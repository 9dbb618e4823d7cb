use crate::vitals::VitalKind;
use crossterm::event::{self, Event, KeyCode, KeyEventKind, KeyModifiers, MouseButton, MouseEventKind};
use std::time::Duration;

#[derive(Clone, Copy, Debug, PartialEq, Eq)]
pub(crate) enum Scene {
    Selector,
    Game,
}

#[derive(Clone, Copy, Debug, PartialEq, Eq)]
pub(crate) enum Action {
    Quit,
    ToggleTheme,
    Browse(i32),
    Adopt,
    Increase(VitalKind),
    Dismiss { col: u16, row: u16 },
}

#[derive(Clone, Debug)]
pub(crate) enum InputEvent {
    Key { key: KeyCode, mods: KeyModifiers },
    Click { col: u16, row: u16 },
}

pub(crate) fn collect_input_nonblocking(max_frame_time: Duration) -> anyhow::Result<Vec<InputEvent>> {
    let mut out = Vec::new();

    // poll with a tiny timeout so we stay responsive
    let timeout = std::cmp::min(Duration::from_millis(1), max_frame_time);
    while event::poll(timeout)? {
        let ev = match event::read()? {
            Event::Key(k) if k.kind == KeyEventKind::Press => InputEvent::Key {
                key: k.code,
                mods: k.modifiers,
            },
            Event::Mouse(m) if m.kind == MouseEventKind::Down(MouseButton::Left) => InputEvent::Click {
                col: m.column,
                row: m.row,
            },
            _ => continue,
        };
        out.push(ev);
        if out.len() >= 32 {
            break;
        }
    }
    Ok(out)
}

pub(crate) fn map_event_to_action(scene: Scene, ev: &InputEvent) -> Option<Action> {
    let (key, mods) = match *ev {
        InputEvent::Key { key, mods } => (key, mods),
        InputEvent::Click { col, row } => {
            return (scene == Scene::Game).then_some(Action::Dismiss { col, row });
        }
    };
    if matches!(key, KeyCode::Char('c')) && mods.contains(KeyModifiers::CONTROL) {
        return Some(Action::Quit);
    }
    match key {
        KeyCode::Char('q') | KeyCode::Char('Q') | KeyCode::Esc => return Some(Action::Quit),
        KeyCode::Char('t') | KeyCode::Char('T') => return Some(Action::ToggleTheme),
        _ => {}
    }

    match scene {
        Scene::Selector => match key {
            KeyCode::Left | KeyCode::Char('h') => Some(Action::Browse(-1)),
            KeyCode::Right | KeyCode::Char('l') => Some(Action::Browse(1)),
            KeyCode::Enter | KeyCode::Char(' ') => Some(Action::Adopt),
            _ => None,
        },
        Scene::Game => match key {
            KeyCode::Char(ch) => VitalKind::ALL
                .into_iter()
                .find(|k| k.key() == ch)
                .map(Action::Increase),
            _ => None,
        },
    }
}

----

* [TASK ITEM]
Locate the word "Game" in the records above, and return each line that has it.

* [RESPONSE AREA]
    Game,
            return (scene == Scene::Game).then_some(Action::Dismiss { col, row });
        Scene::Game => match key {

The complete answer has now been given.